Müdigkeit bekämpfen

Morgens wach werden: Mit diesen Tricks klappt der Start in den Tag

Wenn es draußen noch dunkel ist, will man morgens am liebsten im Bett bleiben. Einige Tipps helfen jedoch, um schneller wach zu werden.

  • Früh aufstehen wird gerade dann zur Qual, wenn draußen noch alles dunkel ist.
  • Einige Tipps können helfen, den Kreislauf in Schwung zu bringen und wach zu werden.
  • Dabei geht es oft auch ohne Kaffee zum Einsatz kommen.

NRW – Im Herbst und Winter geht die Sonne später auf und die Morgenstunden sind meist noch dunkel. Vielen fällt es dann schwerer, aus dem Bett zu kommen. Doch was hilft am besten dagegen?

Aufstehen bei Dunkelheit am Morgen: Mehrere Wecker machen im Winter garantiert wach

Die gute Nachricht ist: Auch für Kaffeemuffel gibt es mehrere Möglichkeiten, morgens etwas nachzuhelfen. Zunächst sollte bei der Dunkelheit am Morgen verhindert werden, dass man verschläft.

Dabei kann es hilfreich sein, sich mehrere Wecker zu stellen. Wenn man in der Dunkelheit einen Alarm auf "Snooze" gestellt oder sogar ausgeschaltet hat, ist man mit einem zweiten Weckruf auf der sicheren Seite. Wem es besonders schwerfällt, im Herbst und Winter aufzustehen, kann einen Wecker extra weit weg vom Bett platzieren.

Um wach zu werden braucht der Körper auch bei Dunkelheit im Winter viel Wasser

Außerdem sollte man sich selbst nicht zwingen, im Dunkeln aufzustehen. Stattdessen sollte beim ersten Wecker-Ton eine Lampe angemacht werden, wie Desired berichtet. Der Körper stellt sich dadurch trotz Winter auf das Tageslicht ein und die Augen werden wacher. Licht hemmt außerdem die Produktion des körpereigenen Schlafhormons Melatonin.

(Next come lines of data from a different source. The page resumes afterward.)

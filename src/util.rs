// === Module Header (agents-tooling) START ===
// header: Parsed by scripts/check_module_headers.sh for purpose/role presence; keep keys on single-line entries.
// purpose: Utilities for paths, stdin/stdout plumbing, and man page rendering
// role: utilities/helpers
// inputs: Path-like strings ("-" means stdin/stdout); clap CommandFactory
// outputs: Canonicalized paths, file/stream contents, man page text
// side_effects: read_input consumes stdin; write_output writes files or stdout
// invariants: write_output always terminates the payload with a single newline
// errors: IO errors bubble with the offending path in context
// tie_breakers: contracts > orchestration > correctness > performance > minimal_diffs
// === Module Header END ===

use std::io::Read;
use std::path::{Path, PathBuf};

use anyhow::{Context, Result};
use clap::CommandFactory;

pub fn canonicalize_lossy<P: AsRef<Path>>(p: P) -> String {
  let p = p.as_ref();
  let pb: PathBuf = match std::fs::canonicalize(p) {
    Ok(x) => x,
    Err(_) => match std::env::current_dir() {
      Ok(cwd) => cwd.join(p),
      Err(_) => PathBuf::from(p),
    },
  };
  pb.to_string_lossy().to_string()
}

/// Read a whole input source: a file path, or stdin when `src` is "-".
pub fn read_input(src: &str) -> Result<String> {
  if src == "-" {
    let mut buf = String::new();
    std::io::stdin()
      .read_to_string(&mut buf)
      .context("reading stdin")?;
    return Ok(buf);
  }

  std::fs::read_to_string(src).with_context(|| format!("reading {src}"))
}

/// Write rendered output to a file path, or stdout when `dest` is "-".
pub fn write_output(dest: &str, rendered: &str) -> Result<()> {
  if dest == "-" {
    println!("{rendered}");
    return Ok(());
  }

  std::fs::write(dest, format!("{rendered}\n")).with_context(|| format!("writing {dest}"))
}

/// Render a section-1 man page for a clap `CommandFactory` implementor.
/// Returns the troff content as a UTF-8 string.
pub fn render_man_page<T: CommandFactory>() -> Result<String> {
  let cmd = T::command();
  let man = clap_mangen::Man::new(cmd);
  let mut buf: Vec<u8> = Vec::new();

  man.render(&mut buf)?;

  Ok(String::from_utf8_lossy(&buf).to_string())
}
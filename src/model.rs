// === Module Header (agents-tooling) START ===
// header: Parsed by scripts/check_module_headers.sh for purpose/role presence; keep keys on single-line entries.
// purpose: Define the canonical search-insight record persisted into user/org settings documents
// role: model/types
// outputs: Serializable structs with stable camelCase field names; single-key step mapping
// invariants: executionType/type/dashboards/filters are fixed at creation; step serializes with exactly one key
// tie_breakers: contracts > orchestration > correctness > performance > minimal_diffs
// === Module Header END ===

use std::fmt;

use anyhow::{Context, Result, bail};
use serde::de::{self, MapAccess, Visitor};
use serde::ser::SerializeMap;
use serde::{Deserialize, Deserializer, Serialize, Serializer};

/// How an insight's data points are computed. Creation always produces
/// backend-executed insights; other variants only appear in records written
/// by older clients.
#[derive(Copy, Clone, Eq, PartialEq, Debug, Serialize, Deserialize)]
#[serde(rename_all = "lowercase")]
pub enum InsightExecutionType {
  Backend,
  Runtime,
}

#[derive(Copy, Clone, Eq, PartialEq, Debug, Serialize, Deserialize)]
pub enum InsightType {
  #[serde(rename = "search-based")]
  SearchBased,
  #[serde(rename = "lang-stats")]
  LangStats,
}

/// Time-bucketing unit for an insight's sampling interval.
#[derive(Copy, Clone, Eq, PartialEq, Debug, Serialize, Deserialize)]
#[serde(rename_all = "lowercase")]
pub enum StepUnit {
  Day,
  Week,
  Month,
  Year,
}

impl StepUnit {
  pub fn as_str(&self) -> &'static str {
    match self {
      StepUnit::Day => "day",
      StepUnit::Week => "week",
      StepUnit::Month => "month",
      StepUnit::Year => "year",
    }
  }
}

/// Sampling interval as a (unit, magnitude) pair.
///
/// The settings wire shape is the single-key mapping `{"week": 2}`; that
/// encoding lives entirely in the Serialize/Deserialize impls so the rest of
/// the code works with plain fields.
#[derive(Copy, Clone, Eq, PartialEq, Debug)]
pub struct InsightStep {
  pub unit: StepUnit,
  pub magnitude: u32,
}

impl InsightStep {
  /// Typed parse of the form's string-valued magnitude. Rejects non-numeric
  /// and zero values loudly rather than carrying an unguarded number through
  /// to the settings document.
  pub fn parse(unit: StepUnit, raw: &str) -> Result<Self> {
    let magnitude: u32 = raw
      .trim()
      .parse()
      .with_context(|| format!("parsing step value {raw:?}"))?;

    if magnitude == 0 {
      bail!("step value must be a positive number");
    }

    Ok(InsightStep { unit, magnitude })
  }
}

impl Serialize for InsightStep {
  fn serialize<S: Serializer>(&self, serializer: S) -> Result<S::Ok, S::Error> {
    let mut map = serializer.serialize_map(Some(1))?;
    map.serialize_entry(self.unit.as_str(), &self.magnitude)?;
    map.end()
  }
}

impl<'de> Deserialize<'de> for InsightStep {
  fn deserialize<D: Deserializer<'de>>(deserializer: D) -> Result<Self, D::Error> {
    struct StepVisitor;

    impl<'de> Visitor<'de> for StepVisitor {
      type Value = InsightStep;

      fn expecting(&self, f: &mut fmt::Formatter) -> fmt::Result {
        write!(f, "a single-entry map from step unit to magnitude")
      }

      fn visit_map<A: MapAccess<'de>>(self, mut map: A) -> Result<InsightStep, A::Error> {
        let (unit, magnitude): (StepUnit, u32) =
          map.next_entry()?.ok_or_else(|| de::Error::invalid_length(0, &self))?;

        if map.next_entry::<StepUnit, u32>()?.is_some() {
          return Err(de::Error::custom("step mapping must contain exactly one entry"));
        }

        Ok(InsightStep { unit, magnitude })
      }
    }

    deserializer.deserialize_map(StepVisitor)
  }
}

/// One plotted line within an insight.
#[derive(Debug, Serialize, Deserialize, Clone, PartialEq, Eq)]
pub struct InsightSeries {
  pub name: String,
  pub query: String,
  pub stroke: String,
}

#[derive(Debug, Serialize, Deserialize, Clone, PartialEq, Eq, Default)]
#[serde(rename_all = "camelCase")]
pub struct InsightFilters {
  pub exclude_repo_regexp: String,
  pub include_repo_regexp: String,
  pub context: String,
}

#[derive(Debug, Serialize, Deserialize, Clone, PartialEq)]
#[serde(rename_all = "camelCase")]
pub struct MinimalSearchBasedInsightData {
  pub execution_type: InsightExecutionType,
  pub r#type: InsightType,
  pub title: String,
  pub repositories: Vec<String>,
  pub series: Vec<InsightSeries>,
  pub step: InsightStep,
  pub dashboards: Vec<String>,
  pub filters: InsightFilters,
}

/// The fields every freshly created search insight carries regardless of
/// form input. Insights are created unattached to dashboards and with no
/// filters; both are populated by later edit flows, never here.
#[derive(Debug, Clone)]
pub struct NewInsightDefaults {
  pub execution_type: InsightExecutionType,
  pub r#type: InsightType,
  pub dashboards: Vec<String>,
  pub filters: InsightFilters,
}

impl NewInsightDefaults {
  pub fn search_based() -> Self {
    NewInsightDefaults {
      execution_type: InsightExecutionType::Backend,
      r#type: InsightType::SearchBased,
      dashboards: Vec::new(),
      filters: InsightFilters::default(),
    }
  }
}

Als Nächstes hilft ein ordentlicher Schluck Wasser dabei, den Kreislauf in Schwung zu bringen. Über Nacht verliert der Körper viel Flüssigkeit und schreit morgens förmlich danach. Mindestens ein Glas Wasser sollte kurz nach dem Aufstehen drin sein, und zwar noch vor dem ersten Kaffee (mehr Tipps auf RUHR24.de).

Dunkelheit im Winter: zum Wachwerden mit Wechselduschen über den eigenen Schatten springen

Bereit für einen Frischekick im Winter? Kurz das Fenster öffnen und den Kopf rausstrecken hat schon so manchen richtig wach gemacht. Einen ähnlichen Effekt hat eine Wechseldusche mit warmem und kaltem Wasser.

Das ist vielleicht nicht jedermanns Sache, regt aber die Durchblutung und dadurch auch das schnelle Wachwerden an. Auch wenn man morgens keine Probleme beim Aufstehen hat, bieten Wechselduschen oder für mutige kalte Duschen viele gesundheitliche Vorteile. Wer beim Duschen öfter Probleme mit Haarausfall hat, sollte außerdem häufige Fehler beim Haarewaschen vermeiden.

Mit einer Dusche lässt sich auch bei Dunkelheit morgens in den Tag starten. 

Wachwerden bei Dunkelheit im Winter: Frühstück muss sein

Bewegung bringt den Körper ebenfalls in Schwung. Dabei muss es nicht immer exzessiver Frühsport sein. Manchmal reicht es schon, sie vor dem Aufstehen im Bett ausgiebig zu räkeln oder zu Strecken. Einige Atemübungen unterstützen den angenehmen Start in den Tag.

Auch, wenn morgens im Winter nur wenig Zeit ist, sollte man vernünftig Frühstücken. Die Nährstoffe machen den Körper erst richtig wach und geben ihm Energie für den Tag. Bei wem es morgens hektisch zugeht, der kann sich seine Mahlzeit auch schon am Abend davor zubereiten. Sogenannte Overnight Oats eignen sich dafür perfekt.

Besser wach werden und sich an die Dunkelheit im Winter gewöhnen: Rituale helfen

Grundsätzlich fällt es oft leichter, sich an die Dunkelheit am Morgen zu gewöhnen, wenn man eigene Rituale im Herbst und Winter einführt. Das können alle bisher genannten Tipps sein oder ganz klassisch der Kaffee am Frühstückstisch.

Feste Gewohnheiten erleichtern auch abends das Einschlafen. Wer sich trotz aller Tipps morgens aus dem Bett quält, kann dennoch beruhigt sein. Der Körper braucht jeden Tag eine gewisse Zeit, um auf Touren zu kommen.